**Brief**: Only the lines from the top of the data through the one with "for (pid, harq)" are to be written out, each exactly as it stands.

**Listed records**:

────────

impl StackInterfacePhy for MacLayer {
    fn tti_clock(&self) {
        self.state.lock().metrics.nof_tti += 1;
    }

    fn get_dl_sched(&self, tti: Tti, results: &mut [DlSchedResult]) {
        let mut state = self.state.lock();
        let state = &mut *state;

        for (cc, result) in results.iter_mut().enumerate().take(self.config.nof_carriers) {
            let mut prb = 0u16;
            if cc == 0 {
                self.schedule_rar(state, tti, result, &mut prb);
            }

            // retransmissions first, then new data in round-robin order
            for (&rnti, ue) in state.ues.iter_mut() {
                for (pid, harq) in ue.dl_harq[cc].iter_mut().enumerate() {
                    if harq.awaiting && tti.distance_from(harq.last_tx, 10240) > ACK_TIMEOUT {
                        warn!("MAC: no HARQ feedback for {} pid {}, dropping", rnti, pid);
                        harq.awaiting = false;
                        harq.data = None;
                        state.metrics.dl_dropped += 1;
                    }
                    if !harq.needs_retx || prb + harq.nof_prb > self.config.nof_prb {
                        continue;
                    }
                    let Some(data) = harq.data.clone() else {
                        harq.needs_retx = false;
                        continue;
                    };
                    let rv = harq.retransmit(tti);
                    result.grants.push(DlGrant {
                        rnti,
                        harq_pid: pid as u8,
                        mcs: harq.mcs,
                        ndi: harq.ndi,
                        rv,
                        prb_start: prb,
                        nof_prb: harq.nof_prb,
                        aggregation: self.config.aggregation,
                        data,
                    });
                    prb += harq.nof_prb;
                    state.metrics.dl_retx += 1;
                }
            }

            let rntis: Vec<Rnti> = state.ues.keys().copied().collect();
            if rntis.is_empty() {
                continue;
            }
            let start = state.dl_rr % rntis.len();
            for &rnti in rntis.iter().cycle().skip(start).take(rntis.len()) {
                if prb >= self.config.nof_prb {
                    break;
                }
                let Some(ue) = state.ues.get_mut(&rnti) else {
                    continue;
                };
                let Some(front) = ue.dl_queue.front_mut() else {
                    continue;
                };
                let Some(pid) = ue.dl_harq[cc].iter().position(HarqProcess::is_free) else {
                    continue;
                };

                let max_prb = self.config.max_prb_per_ue.min(self.config.nof_prb - prb);
                let nof_prb = Self::dl_prb_for(front.len(), self.config.dl_mcs, result.cfi, max_prb);
                let tbs = dl_tbs(self.config.dl_mcs, nof_prb, result.cfi);
                if tbs == 0 {
                    continue;
                }
                let data = if front.len() > tbs {
                    front.split_to(tbs)
                } else {
                    ue.dl_queue.pop_front().unwrap_or_default()
                };

                let harq = &mut ue.dl_harq[cc][pid];
                harq.start(self.config.dl_mcs, nof_prb, tti);
                harq.data = Some(data.clone());
                state.metrics.dl_tx += 1;
                state.metrics.dl_tx_bytes += data.len() as u64;

                result.grants.push(DlGrant {
                    rnti,
                    harq_pid: pid as u8,
                    mcs: self.config.dl_mcs,
                    ndi: harq.ndi,
                    rv: 0,
                    prb_start: prb,
                    nof_prb,
                    aggregation: self.config.aggregation,
                    data,
                });
                prb += nof_prb;
            }
            state.dl_rr = state.dl_rr.wrapping_add(1);
        }
    }

    fn get_ul_sched(&self, tti: Tti, results: &mut [UlSchedResult]) {
        let mut state = self.state.lock();
        let state = &mut *state;
        let pid = (tti.0 + self.config.k_pusch) as usize % NOF_HARQ_PROCESSES;
        let first_prb = self.config.nof_pucch_prb;
        let last_prb = self.config.nof_prb - self.config.nof_pucch_prb;

        for (cc, result) in results.iter_mut().enumerate().take(self.config.nof_carriers) {
            let mut prb = first_prb;
            let rntis: Vec<Rnti> = state.ues.keys().copied().collect();
            if rntis.is_empty() {
                continue;
            }
            let start = state.ul_rr % rntis.len();
            for &rnti in rntis.iter().cycle().skip(start).take(rntis.len()) {
                let Some(ue) = state.ues.get_mut(&rnti) else {
                    continue;
                };
                let harq = &mut ue.ul_harq[cc][pid];
                if harq.awaiting && tti.distance_from(harq.last_tx, 10240) > ACK_TIMEOUT {
                    warn!("MAC: no CRC for {} UL pid {}, dropping", rnti, pid);
                    harq.awaiting = false;
                    state.metrics.ul_dropped += 1;
                }

                if harq.needs_retx {
                    if prb + harq.nof_prb > last_prb {
                        continue;
                    }
                    let rv = harq.retransmit(tti);
                    result.grants.push(UlGrant {
                        rnti,
                        harq_pid: pid as u8,
                        mcs: harq.mcs,
                        ndi: harq.ndi,
                        rv,
                        prb_start: prb,
                        nof_prb: harq.nof_prb,
                        aggregation: self.config.aggregation,
                    });
                    prb += harq.nof_prb;
                    state.metrics.ul_grants += 1;
                    continue;
                }

                if ue.ul_buffer == 0 || harq.awaiting || prb >= last_prb {
                    continue;
                }
                let max_prb = self.config.max_prb_per_ue.min(last_prb - prb);
                let nof_prb = (1..=max_prb)
                    .find(|&n| ul_tbs(self.config.ul_mcs, n) >= ue.ul_buffer)
                    .unwrap_or(max_prb);
                harq.start(self.config.ul_mcs, nof_prb, tti);
                result.grants.push(UlGrant {
                    rnti,
                    harq_pid: pid as u8,
                    mcs: self.config.ul_mcs,
                    ndi: harq.ndi,
                    rv: 0,
                    prb_start: prb,
                    nof_prb,
                    aggregation: self.config.aggregation,
                });
                prb += nof_prb;
                state.metrics.ul_grants += 1;
            }
            state.ul_rr = state.ul_rr.wrapping_add(1);
        }
    }

    fn crc_info(&self, tti: Tti, rnti: Rnti, cc: usize, harq_pid: u8, crc_ok: bool, nof_bytes: usize) {
        let mut state = self.state.lock();
        let state = &mut *state;
        let Some(ue) = state.ues.get_mut(&rnti) else {
            return;
        };
        let Some(harq) = ue.ul_harq.get_mut(cc).and_then(|h| h.get_mut(harq_pid as usize)) else {
            return;
        };
        if harq.feedback(crc_ok, self.config.max_harq_tx) {
            debug!("MAC: UL block of {} pid {} dropped at {}", rnti, harq_pid, tti);
            state.metrics.ul_dropped += 1;
        }
        if crc_ok {
            ue.ul_buffer = ue.ul_buffer.saturating_sub(nof_bytes);
            state.metrics.ul_crc_ok += 1;
        } else {
            state.metrics.ul_crc_ko += 1;
        }
    }

    fn push_pdu(&self, _tti: Tti, rnti: Rnti, _cc: usize, data: Bytes) {
        let mut state = self.state.lock();
        state.metrics.ul_rx_bytes += data.len() as u64;
        if state.ul_pdus.len() >= UL_PDU_BACKLOG {
            state.ul_pdus.pop_front();
        }
        state.ul_pdus.push_back((rnti, data));
    }

    fn ack_info(&self, tti: Tti, rnti: Rnti, cc: usize, harq_pid: u8, ack: bool) {
        let mut state = self.state.lock();
        let state = &mut *state;
        let Some(harq) = state
            .ues
            .get_mut(&rnti)
            .and_then(|ue| ue.dl_harq.get_mut(cc))
            .and_then(|h| h.get_mut(harq_pid as usize))
        else {
            return;
        };
        if !harq.awaiting {
            trace!("MAC: unexpected HARQ-ACK from {} pid {} at {}", rnti, harq_pid, tti);
            return;
        }
        if harq.feedback(ack, self.config.max_harq_tx) {
            debug!("MAC: DL block of {} pid {} dropped after {} transmissions", rnti, harq_pid, harq.nof_tx);
            state.metrics.dl_dropped += 1;
        }
        if ack {
            state.metrics.dl_ack += 1;
        } else {
            state.metrics.dl_nack += 1;
        }
    }

    fn snr_info(&self, _tti: Tti, rnti: Rnti, _cc: usize, snr_db: f32) {
        if let Some(ue) = self.state.lock().ues.get_mut(&rnti) {
            ue.ul_snr_db = snr_db;
        }
    }

    fn rach_detected(&self, tti: Tti, cc: usize, preamble: u8, ta: u32) {
        let mut state = self.state.lock();
        let temp_crnti = Self::allocate_crnti(&mut state);
        let event = RachEvent {
            tti,
            cc,
            preamble,
            ta,
            temp_crnti,
        };
        info!("RACH: tti={} cc={} preamble={} ta={} temp_crnti={}", tti, cc, preamble, ta, temp_crnti);
        state.pending_rar.push_back(event);
        state.rach_events.push_back(event);
        state.metrics.nof_rach += 1;
    }
}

────────

**Task output**:
impl StackInterfacePhy for MacLayer {
    fn tti_clock(&self) {
        self.state.lock().metrics.nof_tti += 1;
    }

    fn get_dl_sched(&self, tti: Tti, results: &mut [DlSchedResult]) {
        let mut state = self.state.lock();
        let state = &mut *state;

        for (cc, result) in results.iter_mut().enumerate().take(self.config.nof_carriers) {
            let mut prb = 0u16;
            if cc == 0 {
                self.schedule_rar(state, tti, result, &mut prb);
            }

            // retransmissions first, then new data in round-robin order
            for (&rnti, ue) in state.ues.iter_mut() {
                for (pid, harq) in ue.dl_harq[cc].iter_mut().enumerate() {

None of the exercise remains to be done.